Items from a dataset
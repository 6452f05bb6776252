use std::iter::repeat_with;

use ruppert::{Point, Settings, Triangulation};

const N: usize = 1_000_000;

fn main() {
    let positions: Vec<_> = repeat_with(rand::random)
        .map(|(x, y)| Point::new(x, y))
        .take(N)
        .collect();

    let settings = Settings::default();
    let now = std::time::Instant::now();
    let (status, triangulation) = Triangulation::run(positions, &[], &[], &[], &settings);
    let elapsed = now.elapsed();

    let triangulation = triangulation.expect("no triangulation exists for this input");
    println!(
        "Triangulated {} points in {}.{:03}s (status ok: {}).\nGenerated {} triangles. Convex hull size: {}",
        N,
        elapsed.as_secs(),
        elapsed.subsec_millis(),
        status.is_ok(),
        triangulation.len(),
        triangulation.hull.len()
    );
}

Exercise instructions: Find "let positions: Vec<_>" in the records. Copy its line and every line after it, exactly, through the last one.

Finished task:
    let positions: Vec<_> = repeat_with(rand::random)
        .map(|(x, y)| Point::new(x, y))
        .take(N)
        .collect();

    let settings = Settings::default();
    let now = std::time::Instant::now();
    let (status, triangulation) = Triangulation::run(positions, &[], &[], &[], &settings);
    let elapsed = now.elapsed();

    let triangulation = triangulation.expect("no triangulation exists for this input");
    println!(
        "Triangulated {} points in {}.{:03}s (status ok: {}).\nGenerated {} triangles. Convex hull size: {}",
        N,
        elapsed.as_secs(),
        elapsed.subsec_millis(),
        status.is_ok(),
        triangulation.len(),
        triangulation.hull.len()
    );
}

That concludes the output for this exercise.